Six region-of-interest (ROI) volumes were defined based on an average left hemisphere activation map from 80 normal, right-handed participants (Frost et al., 1999; Szaflarski et al., 2002). Mirror-image right hemisphere ROIs were created by reflecting these volumes symmetrically across the midline. The ROIs included left and right frontal lobe, left and right temporal lobe (including both medial and lateral temporal regions), and left and right lateral hemispheres. The latter included all activated regions in the lateral aspect of the frontal, temporal, and parietal lobes and excluded medial hemispheric regions. Significantly activated voxels were counted for each patient in each of the six ROIs. Laterality indexes (LI), reflecting the interhemispheric difference between voxel counts in left and right homologous ROIs, were calculated for each ROI using the formula: LI =[L − R]/[L + R] (Binder et al., 1996; Springer et al., 1999; Sabsevitz et al., 2003). As with the Wada asymmetry scores, the fMRI LIs range from −1 (all active voxels in the right hemisphere) to +1 (all active voxels in the left hemisphere).

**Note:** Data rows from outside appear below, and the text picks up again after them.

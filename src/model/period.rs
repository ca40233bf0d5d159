use crate::Result;
use anyhow::{bail, Context};
use chrono::{Datelike, Local, NaiveDate};
use serde::{Deserialize, Serialize};
use std::fmt::{Display, Formatter};
use std::str::FromStr;

/// Anything that happened on a specific day.
pub trait Dated {
    fn date(&self) -> NaiveDate;
}

/// A reporting window for the ledger and the declaration.
#[derive(Debug, Clone, Copy, PartialEq, Eq, Hash, Serialize, Deserialize)]
#[serde(rename_all = "snake_case")]
pub enum Period {
    Day(NaiveDate),
    Month { year: i32, month: u32 },
    Year(i32),
}

impl Default for Period {
    fn default() -> Self {
        Period::Day(today())
    }
}

impl Period {
    pub fn this_month() -> Self {
        let today = today();
        Period::Month {
            year: today.year(),
            month: today.month(),
        }
    }

    pub fn this_year() -> Self {
        Period::Year(today().year())
    }

    pub fn year(&self) -> i32 {
        match self {
            Period::Day(date) => date.year(),
            Period::Month { year, .. } => *year,
            Period::Year(year) => *year,
        }
    }

    /// True if `date` falls inside this period.
    pub fn contains(&self, date: NaiveDate) -> bool {
        match self {
            Period::Day(day) => *day == date,
            Period::Month { year, month } => date.year() == *year && date.month() == *month,
            Period::Year(year) => date.year() == *year,
        }
    }

    /// Keeps the items that fall inside this period, preserving order.
    pub fn filter<'a, T: Dated>(&self, items: &'a [T]) -> Vec<&'a T> {
        items.iter().filter(|t| self.contains(t.date())).collect()
    }

    /// The year-long period that contains this one.
    pub fn enclosing_year(&self) -> Period {
        Period::Year(self.year())
    }
}

impl Display for Period {
    fn fmt(&self, f: &mut Formatter<'_>) -> std::fmt::Result {
        match self {
            Period::Day(date) => write!(f, "ngày {}", date.format("%d/%m/%Y")),
            Period::Month { year, month } => write!(f, "tháng {month}/{year}"),
            Period::Year(year) => write!(f, "năm {year}"),
        }
    }
}

impl FromStr for Period {
    type Err = anyhow::Error;

    /// Accepts `YYYY-MM-DD`, `YYYY-MM` or `YYYY`.
    fn from_str(s: &str) -> Result<Self> {
        let s = s.trim();
        let parts: Vec<&str> = s.split('-').collect();
        match parts.as_slice() {
            [_, _, _] => {
                let date = NaiveDate::parse_from_str(s, "%Y-%m-%d")
                    .with_context(|| format!("Invalid date '{s}', expected YYYY-MM-DD"))?;
                Ok(Period::Day(date))
            }
            [year, month] => {
                let year: i32 = year
                    .parse()
                    .with_context(|| format!("Invalid year in '{s}'"))?;
                let month: u32 = month
                    .parse()
                    .with_context(|| format!("Invalid month in '{s}'"))?;
                if NaiveDate::from_ymd_opt(year, month, 1).is_none() {
                    bail!("Invalid month '{s}', expected YYYY-MM");
                }
                Ok(Period::Month { year, month })
            }
            [year] => {
                let year: i32 = year
                    .parse()
                    .with_context(|| format!("Invalid year '{s}', expected YYYY"))?;
                Ok(Period::Year(year))
            }
            _ => bail!("Invalid period '{s}', expected YYYY-MM-DD, YYYY-MM or YYYY"),
        }
    }
}

/// The local calendar date.
pub fn today() -> NaiveDate {
    Local::now().date_naive()
}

Pre- and postoperative memory performance
A variety of verbal and nonverbal episodic memory measures were obtained before and after ATL surgery. Table 2 shows the average preoperative, postoperative, and prepost change scores for each ATL group on these tests. The percentage of patients who declined is shown for each test.

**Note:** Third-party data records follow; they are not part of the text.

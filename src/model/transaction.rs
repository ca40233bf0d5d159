use crate::model::{BusinessCategory, Dated, Vnd};
use crate::Result;
use anyhow::ensure;
use chrono::NaiveDate;
use serde::{Deserialize, Serialize};
use uuid::Uuid;

/// A single revenue entry in the household business ledger. Transactions are immutable once
/// created and are never deleted individually.
#[derive(Debug, Clone, PartialEq, Eq, Serialize, Deserialize)]
#[serde(rename_all = "camelCase")]
pub struct Transaction {
    id: String,
    date: NaiveDate,
    amount: Vnd,
    category: BusinessCategory,
    description: String,
}

impl Transaction {
    /// Creates a transaction with a fresh id. When `description` is missing or blank it defaults
    /// to "Doanh thu" followed by the category label.
    pub fn new(
        date: NaiveDate,
        amount: Vnd,
        category: BusinessCategory,
        description: Option<&str>,
    ) -> Result<Self> {
        ensure!(amount.is_positive(), "Vui lòng nhập số tiền doanh thu lớn hơn 0.");
        let description = match description.map(str::trim) {
            Some(d) if !d.is_empty() => d.to_string(),
            _ => format!("Doanh thu {}", category.label()),
        };
        Ok(Self {
            id: Uuid::new_v4().to_string(),
            date,
            amount,
            category,
            description,
        })
    }

    pub fn id(&self) -> &str {
        &self.id
    }

    pub fn amount(&self) -> Vnd {
        self.amount
    }

    pub fn category(&self) -> BusinessCategory {
        self.category
    }

    pub fn description(&self) -> &str {
        &self.description
    }
}

impl Dated for Transaction {
    fn date(&self) -> NaiveDate {
        self.date
    }
}

/// Sums the amounts of `transactions`.
pub fn total<'a>(transactions: impl IntoIterator<Item = &'a Transaction>) -> Vnd {
    transactions.into_iter().map(Transaction::amount).sum()
}

#[cfg(test)]
mod tests {
    use super::*;

    fn day() -> NaiveDate {
        NaiveDate::from_ymd_opt(2025, 10, 2).unwrap()
    }

    #[test]
    fn test_new_defaults_description() {
        let t = Transaction::new(
            day(),
            Vnd::from(1_500_000),
            BusinessCategory::Brokerage,
            None,
        )
        .unwrap();
        assert_eq!(t.description(), "Doanh thu Đại lý, môi giới");
        assert_eq!(t.date(), day());
        assert!(!t.id().is_empty());
    }

    #[test]
    fn test_new_keeps_description() {
        let t = Transaction::new(
            day(),
            Vnd::from(10),
            BusinessCategory::Other,
            Some("  Bán hàng online "),
        )
        .unwrap();
        assert_eq!(t.description(), "Bán hàng online");
    }

    #[test]
    fn test_new_rejects_non_positive() {
        assert!(Transaction::new(day(), Vnd::ZERO, BusinessCategory::Other, None).is_err());
        assert!(Transaction::new(day(), Vnd::from(-1), BusinessCategory::Other, None).is_err());
    }

    #[test]
    fn test_ids_are_unique() {
        let a = Transaction::new(day(), Vnd::from(1), BusinessCategory::Other, None).unwrap();
        let b = Transaction::new(day(), Vnd::from(1), BusinessCategory::Other, None).unwrap();
        assert_ne!(a.id(), b.id());
        assert_eq!(total([&a, &b]), Vnd::from(2));
    }

    #[test]
    fn test_serde_shape() {
        let t = Transaction::new(day(), Vnd::from(5), BusinessCategory::AssetRental, None).unwrap();
        let json = serde_json::to_value(&t).unwrap();
        assert_eq!(json["date"], "2025-10-02");
        assert_eq!(json["category"], "asset-rental");
        let back: Transaction = serde_json::from_value(json).unwrap();
        assert_eq!(back, t);
    }
}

As a group, the L-ATL patients showed significant decline on all verbal memory measures, most notably the CLTR, LTS, and Delayed Recall measures from the SRT. Change scores for the L-ATL group on these tests were all reliably below zero and differed from the R-ATL group, which showed slight improvements on these measures. The L-ATL group also declined, relative to change scores in the R-ATL group, on the Recognition subtest of the SRT and the Immediate and Delayed LM subtests (LM1 and LM2) from the WMS.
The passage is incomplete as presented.